Journal de bioinformatique appliquée et de biologie computationnelle

Analyse de séquence

L'analyse des séquences est un domaine de recherche biologique dans lequel les éléments génomiques de formes de vie distinctes sont examinés. L'analyse de séquence peut incorporer l'alignement de séquence, le regroupement d'ADN et d'autres repères structurels génomiques. Lors du séquençage manuel, la réponse se produit dans quatre tubes uniques, chacun contenant un ddNTP alternatif. En conséquence, le tube contenant du ddATP aura des sections qui se termineront toutes par une adénosine (A), le tube contenant du ddGTP aura des morceaux qui se termineront par une guanine (G) et cetera.
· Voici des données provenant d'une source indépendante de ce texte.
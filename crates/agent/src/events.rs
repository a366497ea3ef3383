use async_trait::async_trait;
use serde::{Deserialize, Serialize};

/// Structured messages delivered to the client. Failures ride the same
/// channel as normal output instead of closing the transport.
#[derive(Debug, Clone, PartialEq, Serialize, Deserialize)]
#[serde(tag = "type", rename_all = "snake_case")]
pub enum AgentEvent {
    /// Incremental fragment of an in-flight completion.
    Chunk { content: String },
    /// Terminal answer for the current user input.
    Assistant { content: String },
    /// Intermediate notice that a tool ran and its result was injected.
    Tool { content: String },
    /// Terminal failure for the current round.
    Error {
        content: String,
        #[serde(default, skip_serializing_if = "Option::is_none")]
        id: Option<String>,
    },
    /// Tagged response to a direct call.
    Reply { id: String, content: String },
}

impl AgentEvent {
    pub fn error(content: impl Into<String>) -> Self {
        Self::Error {
            content: content.into(),
            id: None,
        }
    }
}

/// Transport-facing half of a connection. Implemented over the WebSocket
/// writer in production and by recording sinks in tests.
#[async_trait]
pub trait EventSink: Send {
    async fn emit(&mut self, event: AgentEvent) -> anyhow::Result<()>;
}
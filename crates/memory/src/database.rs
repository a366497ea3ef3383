//! SQLite connection handling and schema initialization.

use std::path::Path;
use std::sync::{Arc, Mutex, MutexGuard};

use rusqlite::Connection;
use thiserror::Error;
use tracing::info;

#[derive(Debug, Error)]
pub enum StoreError {
    #[error("database error: {0}")]
    Sqlite(#[from] rusqlite::Error),
    #[error("{0} not found")]
    NotFound(&'static str),
    #[error("{0}")]
    Io(#[from] std::io::Error),
}

const SCHEMA: &str = "
CREATE TABLE IF NOT EXISTS conversations (
    id INTEGER PRIMARY KEY AUTOINCREMENT,
    created_at TEXT NOT NULL,
    updated_at TEXT NOT NULL,
    title TEXT,
    mode TEXT NOT NULL DEFAULT 'normal',
    metadata TEXT
);

CREATE TABLE IF NOT EXISTS messages (
    id INTEGER PRIMARY KEY AUTOINCREMENT,
    conversation_id INTEGER NOT NULL,
    role TEXT NOT NULL,
    content TEXT NOT NULL,
    timestamp TEXT NOT NULL,
    metadata TEXT,
    FOREIGN KEY (conversation_id) REFERENCES conversations(id) ON DELETE CASCADE
);

CREATE TABLE IF NOT EXISTS memories (
    id INTEGER PRIMARY KEY AUTOINCREMENT,
    key TEXT UNIQUE NOT NULL,
    content TEXT NOT NULL,
    category TEXT NOT NULL,
    created_at TEXT NOT NULL,
    updated_at TEXT NOT NULL,
    importance INTEGER NOT NULL DEFAULT 50
);

CREATE TABLE IF NOT EXISTS allowed_directories (
    id INTEGER PRIMARY KEY AUTOINCREMENT,
    path TEXT UNIQUE NOT NULL,
    added_at TEXT NOT NULL
);

CREATE TABLE IF NOT EXISTS text_index (
    path TEXT PRIMARY KEY,
    name TEXT NOT NULL,
    mod_time TEXT NOT NULL,
    size INTEGER NOT NULL,
    hash TEXT,
    content TEXT
);

CREATE TABLE IF NOT EXISTS rp_characters (
    id TEXT PRIMARY KEY,
    name TEXT NOT NULL,
    summary TEXT NOT NULL DEFAULT '',
    traits_json TEXT NOT NULL DEFAULT '[]',
    background TEXT NOT NULL DEFAULT '',
    goals_json TEXT NOT NULL DEFAULT '[]',
    tags_json TEXT NOT NULL DEFAULT '[]',
    notes TEXT NOT NULL DEFAULT '',
    created_at TEXT NOT NULL,
    updated_at TEXT NOT NULL
);

CREATE TABLE IF NOT EXISTS rp_story_cards (
    id TEXT PRIMARY KEY,
    title TEXT NOT NULL,
    kind TEXT NOT NULL,
    content TEXT NOT NULL DEFAULT '',
    tags_json TEXT NOT NULL DEFAULT '[]',
    links_json TEXT NOT NULL DEFAULT '[]',
    created_at TEXT NOT NULL,
    updated_at TEXT NOT NULL
);

CREATE INDEX IF NOT EXISTS idx_messages_conversation ON messages(conversation_id);
CREATE INDEX IF NOT EXISTS idx_messages_timestamp ON messages(timestamp);
CREATE INDEX IF NOT EXISTS idx_memories_key ON memories(key);
CREATE INDEX IF NOT EXISTS idx_memories_category ON memories(category);
CREATE INDEX IF NOT EXISTS idx_text_index_name ON text_index(name);
CREATE INDEX IF NOT EXISTS idx_text_index_mod ON text_index(mod_time);
CREATE INDEX IF NOT EXISTS idx_rp_characters_updated ON rp_characters(updated_at);
CREATE INDEX IF NOT EXISTS idx_rp_story_cards_kind ON rp_story_cards(kind);
";

/// Shared handle over a single SQLite connection. rusqlite connections are
/// not `Sync`, so access is serialized through a mutex.
pub struct Database {
    conn: Mutex<Connection>,
}

impl Database {
    pub fn open(path: impl AsRef<Path>) -> Result<Arc<Self>, StoreError> {
        let conn = Connection::open(path.as_ref())?;
        conn.pragma_update(None, "journal_mode", "WAL")?;
        conn.pragma_update(None, "foreign_keys", "ON")?;
        conn.execute_batch(SCHEMA)?;
        info!(path = %path.as_ref().display(), "opened database");
        Ok(Arc::new(Self {
            conn: Mutex::new(conn),
        }))
    }

    pub fn open_in_memory() -> Result<Arc<Self>, StoreError> {
        let conn = Connection::open_in_memory()?;
        conn.pragma_update(None, "foreign_keys", "ON")?;
        conn.execute_batch(SCHEMA)?;
        Ok(Arc::new(Self {
            conn: Mutex::new(conn),
        }))
    }

    pub(crate) fn conn(&self) -> MutexGuard<'_, Connection> {
        // Poisoning only happens if a holder panicked mid-statement; at
        // that point the process is going down anyway.
        self.conn.lock().unwrap_or_else(|poisoned| poisoned.into_inner())
    }
}

pub(crate) fn now_rfc3339() -> String {
    chrono::Utc::now().to_rfc3339()
}
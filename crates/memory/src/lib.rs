//! Relational persistence for the assistant: conversations, long-term
//! facts, roleplay entities, the literal-text document index, and the
//! directory allow-list behind every filesystem capability.

pub mod conversation;
pub mod database;
pub mod manager;
pub mod memory;
pub mod rp;
pub mod sandbox;
pub mod text_index;

pub use conversation::{Conversation, ConversationStore, StoredMessage};
pub use database::{Database, StoreError};
pub use manager::MemoryManager;
pub use memory::{Memory, MemoryStore};
pub use rp::{RpCharacter, RpStore, RpStoryCard};
pub use sandbox::AllowedDirs;
pub use text_index::{SearchHit, TextIndex};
Les éléments des quatre tubes continuent de circuler dans des trajets parallèles d'un gel. La figure de droite montre les conséquences du séquençage manuel. Les résultats du séquençage de l'ADN peuvent être imaginés à la lumière du fait que l'échantillon initial est marqué d'une marque radioactive. Lorsqu'elle a été présentée à un morceau de film X-beam, la radioactivité a révélé le film apparaissant comme une bande terne. La succession est ensuite parcourue à partir du film par le scientifique ou le spécialiste. Les résultats de la succession sont empilés en quatre chemins parallèles sur un gel. Dans cette illustration, le premier chemin contient les éléments de la réponse contenant ddCTP.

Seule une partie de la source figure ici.